Varanasi foi desenvolvido em 2018 e pertence à linha Botânica de perfumes criados por Maria Paula Franco, e sua fragrância é classificada como oriental-âmbar.
A inspiração vem da cidade de Varanasi, também conhecida como Benares e uma das cidades mais antigas, nais quais ainda é possível ver o hinduísmo presente e de forma intensa. Seu nome significa “Porta do Céu” e, segundo os Brâmanes, foi fundada por Shiva há mais de 5.000 anos.
A fragrância de Varanasi tenta transmitir a força e a espiritualidade do local e nasceu após uma viagem realizada pela perfumista à cidade. Aliás, ela afirma que vários óleos essenciais foram trazidos de lá, além de um OUD muito precioso do norte da Índia. Infelizmente, esta também é a razão pela qual o perfume foi produzido em edição limitada.
A composição lista notas de petitgrain, arruda, bergamota, frangipani indiano, cardamomo, tuberosa indiana, âmbar indiano, pimenta negra, baunilha, cannabis, cedro vermelho, musgo de carvalho, nardo verde, sândalo, tabaco e OUD indiano.
Ao tocar a pele, a fragrância é incômoda e nada comercial. Eu até poderia enfeitar a resenha com palavras bonitas e termos técnicos, mas a verdade é que a saída é forte e chega a ter nuances fecais. Duas coisas ficaram muito claras para mim nesse sentido: em primeiro lugar, o OUD utilizado é aquele que despontou na perfumaria, há alguns anos, e foi descartado, rapidamente, quando as empresas começaram a trabalhar com aqueles que possuem nuances mais amadeiradas ou achocolatadas. Mas quem teve contato com esse tipo de matéria-prima a qual me refiro, irá se identificar com o OUD desta criação.

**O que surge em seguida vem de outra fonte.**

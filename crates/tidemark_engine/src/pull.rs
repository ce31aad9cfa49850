//! Incremental delta pull.
//!
//! A pull run resumes from the persisted [`Cursor`] of a collection, pages
//! through remote rows ordered by `(updated_at, id)`, merges them into the
//! local store without ever touching dirty rows, and advances the cursor.
//!
//! ## Run outline
//!
//! 1. Load the cursor (absent means "replay from the epoch").
//! 2. Reset a poisoned cursor, one lying beyond `now + guard_window`, to
//!    `now - extended_overlap` and persist the reset immediately.
//! 3. Pick an overlap window and subtract it from the cursor.
//! 4. Page the remote store until a short page or the page cap.
//! 5. Per page: drop malformed rows, merge, upsert the page in one batch.
//! 6. Persist the new watermark (guarded again) and the success time.

use crate::clock::{Clock, SystemClock};
use crate::config::SyncConfig;
use crate::error::{SyncError, SyncResult};
use crate::guard::InFlight;
use crate::outcome::{RunContext, RunOutcome, Stage};
use crate::store::{CursorStore, LocalStore, PageQuery, RemoteStore};
use std::collections::HashMap;
use std::sync::atomic::{AtomicBool, Ordering};
use std::sync::Arc;
use std::time::Duration;
use tidemark_protocol::{
    is_beyond_guard, ConflictResolver, Cursor, RemoteDocument, Side, SyncRecord, Timestamp,
};
use tracing::{debug, info, warn};

/// Summary of one pull run.
#[derive(Debug, Clone, Default, PartialEq)]
pub struct PullReport {
    /// Collection pulled.
    pub collection: String,
    /// The run did nothing because another pull of this collection was in flight.
    pub skipped: bool,
    /// Lower bound used for the query.
    pub since: Timestamp,
    /// Overlap window subtracted from the cursor.
    pub overlap: Duration,
    /// Pages requested.
    pub pages: usize,
    /// Remote rows received.
    pub fetched: usize,
    /// Rows written locally.
    pub applied: usize,
    /// Rows where the local copy was kept.
    pub kept_local: usize,
    /// Malformed remote rows skipped.
    pub rejected: usize,
    /// A poisoned cursor or watermark was reset this run.
    pub cursor_reset: bool,
    /// The page cap stopped the run before the remote ran dry.
    pub hit_page_cap: bool,
    /// The last page of the budget resumed after the stored watermark
    /// instead of finishing the overlap re-read.
    pub resumed_after_watermark: bool,
    /// Cursor persisted at the end of the run.
    pub cursor: Option<Cursor>,
}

O outro ponto seria uma interpretação mais religiosa e literal da cidade, uma vez que Varanasi costuma ser relatada como um local amado por uns e odiado por outros, especialmente os turistas. Isso porque, a cidade tem um ar cinzento, há muita fumaça – não só de incensos perfumados, como também dos rituais de cremação de corpos a céu aberto –, as vielas abrigam fezes e urina de animais, como cabritos, cachorros e vacas, além do rio Ganges, que é sagrado e as pessoas se banham nele.

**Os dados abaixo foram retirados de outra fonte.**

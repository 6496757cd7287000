use std::path::Path;

use anyhow::{Context, Result};
use mania_model::{Beatmap, DEFAULT_KEY_COUNT};
use mania_rule::{JudgeWindows, ScoreRules};
use serde::{Deserialize, Serialize};

pub const SPAWN_LOOKAHEAD_MIN: i64 = 0;
pub const SPAWN_LOOKAHEAD_MAX: i64 = 10_000;
pub const KEY_COUNT_MIN: usize = 1;
pub const KEY_COUNT_MAX: usize = 18;
pub const OVERALL_DIFFICULTY_MIN: f64 = 0.0;
pub const OVERALL_DIFFICULTY_MAX: f64 = 10.0;

/// Settings for one play session.
#[derive(Debug, Clone, PartialEq, Serialize, Deserialize)]
#[serde(rename_all = "camelCase")]
#[serde(default)]
pub struct PlayConfig {
    /// How far ahead of its hit time a note becomes Present
    pub spawn_lookahead_ms: i64,
    /// Expected key count of loaded beatmaps
    pub key_count: usize,
    /// Overrides the beatmap's OverallDifficulty
    pub overall_difficulty: Option<f64>,
    /// Explicit windows; take precedence over any difficulty
    pub judge_windows: Option<JudgeWindows>,
    pub score_rules: ScoreRules,
}

impl Default for PlayConfig {
    fn default() -> Self {
        Self {
            spawn_lookahead_ms: 1000,
            key_count: DEFAULT_KEY_COUNT,
            overall_difficulty: None,
            judge_windows: None,
            score_rules: ScoreRules::default(),
        }
    }
}

impl PlayConfig {
    pub fn validate(&mut self) {
        self.spawn_lookahead_ms = self
            .spawn_lookahead_ms
            .clamp(SPAWN_LOOKAHEAD_MIN, SPAWN_LOOKAHEAD_MAX);
        self.key_count = self.key_count.clamp(KEY_COUNT_MIN, KEY_COUNT_MAX);
        self.overall_difficulty = self
            .overall_difficulty
            .filter(|od| od.is_finite())
            .map(|od| od.clamp(OVERALL_DIFFICULTY_MIN, OVERALL_DIFFICULTY_MAX));
        self.score_rules.validate();
    }

    /// Windows for `beatmap`: explicit windows, else the configured
    /// difficulty, else the beatmap's own.
    pub fn judge_windows_for(&self, beatmap: &Beatmap) -> JudgeWindows {
        if let Some(windows) = self.judge_windows {
            return windows;
        }
        let od = self
            .overall_difficulty
            .unwrap_or(beatmap.meta.overall_difficulty);
        JudgeWindows::from_overall_difficulty(od)
    }

    /// Read config from a JSON file.
    pub fn read(path: &Path) -> Result<Self> {
        let data = std::fs::read_to_string(path)
            .with_context(|| format!("failed to read config {}", path.display()))?;
        let mut config: PlayConfig = serde_json::from_str(&data)
            .with_context(|| format!("failed to parse config {}", path.display()))?;
        config.validate();
        Ok(config)
    }

    /// Write config to a JSON file.
    pub fn write(&self, path: &Path) -> Result<()> {
        let json = serde_json::to_string_pretty(self)?;
        std::fs::write(path, json)?;
        Ok(())
    }
}
use std::sync::mpsc::{SendError, Sender};

use serde::{Deserialize, Serialize};

/// A key press in one column at a given song time.
#[derive(Debug, Clone, Copy, PartialEq, Eq, Serialize, Deserialize)]
#[serde(rename_all = "camelCase")]
pub struct HitEvent {
    pub column: usize,
    pub time_ms: i64,
}

impl HitEvent {
    pub const fn new(column: usize, time_ms: i64) -> Self {
        Self { column, time_ms }
    }
}

/// Cloneable handle for submitting presses from an input thread. Events are
/// judged on the controller's next tick.
#[derive(Debug, Clone)]
pub struct InputSender {
    tx: Sender<HitEvent>,
    key_count: usize,
}

impl InputSender {
    pub(crate) fn new(tx: Sender<HitEvent>, key_count: usize) -> Self {
        Self { tx, key_count }
    }

    pub fn key_count(&self) -> usize {
        self.key_count
    }

    /// Queue a press. Fails only once the controller has been dropped.
    ///
    /// Panics if `event.column` does not exist.
    pub fn send(&self, event: HitEvent) -> Result<(), SendError<HitEvent>> {
        assert!(
            event.column < self.key_count,
            "column {} out of range for {} keys",
            event.column,
            self.key_count
        );
        self.tx.send(event)
    }
}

Particularmente, nunca estive na Índia, mas a fragrância traz muito dessa imagem crua e caótica que se desenha em minha mente, quanto mais pesquiso sobre Varanasi.
E se você acha que as notas de bergamota e petitgrain vão trazer algum teor cítrico para a saída, se enganou. Assim que o cheiro do impacto inicial se dissipa, a fragrância traz um lado herbal e aromático, que se mescla às facetas florais de forma equilibrada e lenta. Gosto de como a tuberosa se apresenta e da forma como o cardamomo e a baunilha conferem um aspecto esfumaçado e doce.

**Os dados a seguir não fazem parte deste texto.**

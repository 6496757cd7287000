use std::fmt;

use serde::{Deserialize, Serialize};

/// Letter grade derived from accuracy.
#[derive(Debug, Clone, Copy, PartialEq, Eq, Hash, Serialize, Deserialize)]
pub enum Grade {
    SS,
    S,
    A,
    B,
    C,
    D,
}

impl Grade {
    /// `accuracy` is a ratio in [0, 1].
    pub fn from_accuracy(accuracy: f64) -> Self {
        if accuracy >= 1.0 {
            Grade::SS
        } else if accuracy > 0.95 {
            Grade::S
        } else if accuracy > 0.90 {
            Grade::A
        } else if accuracy > 0.80 {
            Grade::B
        } else if accuracy > 0.70 {
            Grade::C
        } else {
            Grade::D
        }
    }

    pub fn name(self) -> &'static str {
        match self {
            Grade::SS => "SS",
            Grade::S => "S",
            Grade::A => "A",
            Grade::B => "B",
            Grade::C => "C",
            Grade::D => "D",
        }
    }
}

impl fmt::Display for Grade {
    fn fmt(&self, f: &mut fmt::Formatter<'_>) -> fmt::Result {
        f.write_str(self.name())
    }
}
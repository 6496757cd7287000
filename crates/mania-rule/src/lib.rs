// Judgement tiers, hit windows, score recurrence and grades

mod grade;
mod judge;
#[cfg(test)]
mod proptest;
mod score;
mod tier;

pub use grade::Grade;
pub use judge::{JudgeWindows, TimingDirection, WindowError};
pub use score::{ScoreRules, ScoreState};
pub use tier::JudgeTier;

/// Number of judgement tiers: Max, Great, Cool, Good, Bad, Poor.
pub const TIER_COUNT: usize = 6;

Quando a perfumista lista a cannabis, vale explicar que ela fez uso da tintura de Khus hindu, que é resinosa e rica em cannabidiol. Junto com o musgo e o nardo, esses ingredientes deixam a base mais musgosa e verde. Ainda assim, o tabaco envelopa a composição e resulta em uma fragrância especiada e cheia de facetas acouradas.
Varanasi tem um pé no passado, brincando entre os estilos boozy e fougère, mas seu calor é ambarado e seco. Também é, na minha opinião, uma fragrância desafiadora e perfeita para o portfólio de uma marca do segmento Indie, porque (no fundo) é isso que as pessoas buscam ao fugir das grifes mais conhecidas.
Varanasi se mostrou uma bela surpresa. É, ao mesmo tempo, sagrada e profana; caótica e organizada; decadente e próspera.